Yes, the final length of the spacer tube will depend on several things....Firstly, the difference in free length between the original springs and the new Ohlins springs. The thickness of the spacers you have machined up, and finally, the thickness of the VS4 valves themselves. A bit of math involved, but not rocket science.

Ultimately you will want to end up with around 18mm or so of initial preload on the new Ohlins springs. (don't forget to have your pre-load adjusters backed right off) If you are lucky, when everything is buttoned up, this will give pretty close to the right amount of static sag, and you will still have around 25mm of preload adjustment to play with for adjusting rider sag correctly, when everything beds in.

As a guide for initial preload, you could measure the preload on your original springs and use that as a starting point....Measure the distance between the base of the Fork Nut Shoulder and the top of the fork tube...
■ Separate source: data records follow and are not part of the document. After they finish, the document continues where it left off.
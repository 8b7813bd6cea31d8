use serde::{Deserialize, Serialize};
use ts_rs::TS;

// ============================================================================
// Agents
// ============================================================================

/// Fleet roster mirror. The agent-execution runtime owns agents; the engine
/// keeps this row so its own tables have a foreign-key anchor and batch
/// heartbeats can enumerate the fleet.
#[derive(Debug, Clone, Serialize, Deserialize, TS)]
#[ts(export)]
pub struct Agent {
    pub id: String,
    pub name: String,
    pub enabled: bool,
    pub created_at: String,
    pub updated_at: String,
}

// ============================================================================
// Agent Stats
// ============================================================================

/// Rolling per-agent counters, updated on every lifecycle event and read as
/// the stats snapshot at the start of a heartbeat.
#[derive(Debug, Clone, Serialize, Deserialize, TS)]
#[ts(export)]
pub struct AgentStats {
    pub agent_id: String,
    pub total_interactions: i64,
    pub total_tasks: i64,
    pub failed_tasks: i64,
    pub total_workflows: i64,
    pub failed_workflows: i64,
    /// Completed-without-failure share across tasks and workflows, in [0,1].
    pub success_rate: f64,
    pub last_interaction_at: Option<String>,
    pub updated_at: String,
}

impl AgentStats {
    pub fn empty(agent_id: &str, now: &str) -> Self {
        Self {
            agent_id: agent_id.to_string(),
            total_interactions: 0,
            total_tasks: 0,
            failed_tasks: 0,
            total_workflows: 0,
            failed_workflows: 0,
            success_rate: 1.0,
            last_interaction_at: None,
            updated_at: now.to_string(),
        }
    }
}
BTW, don't forget you also need to drill out the damper rod holes to eliminate their effect....this should be explained in the instructions provided.

I ended up needing around 5 turns (5mm) of additional preload to achieve the correct riders sag.

Nener 16-05-17 10:38

I too did not get the collars in my package a while ago. I remember Nick from Teknik explained they are not part of the kit (bike weight etc specific), and it appears they sometimes forget to mention it (most of the time they do the fitting in the shop so it's not an issue).
Nick quickly sent collars free of charge to me, so I'm an happy buyer though.

Btw Nick suggested to weld one of the two rebound damping holes up.

I'm happy with the result on the forks, and even more happy when i consider the price. I don't remember exactly how much preload i set on the valve but also went more on the soft/quick valve opening side of the adjustment range.

I went with a bit heavier ohlins springs at the same time, and the combination of collar height, v4s valve heigh and stiffer springs leaded to the fact that i did not need spacers for preload at all. I simply had to screw the stock adjuster a fair bit in, with still room for adjustment if needed.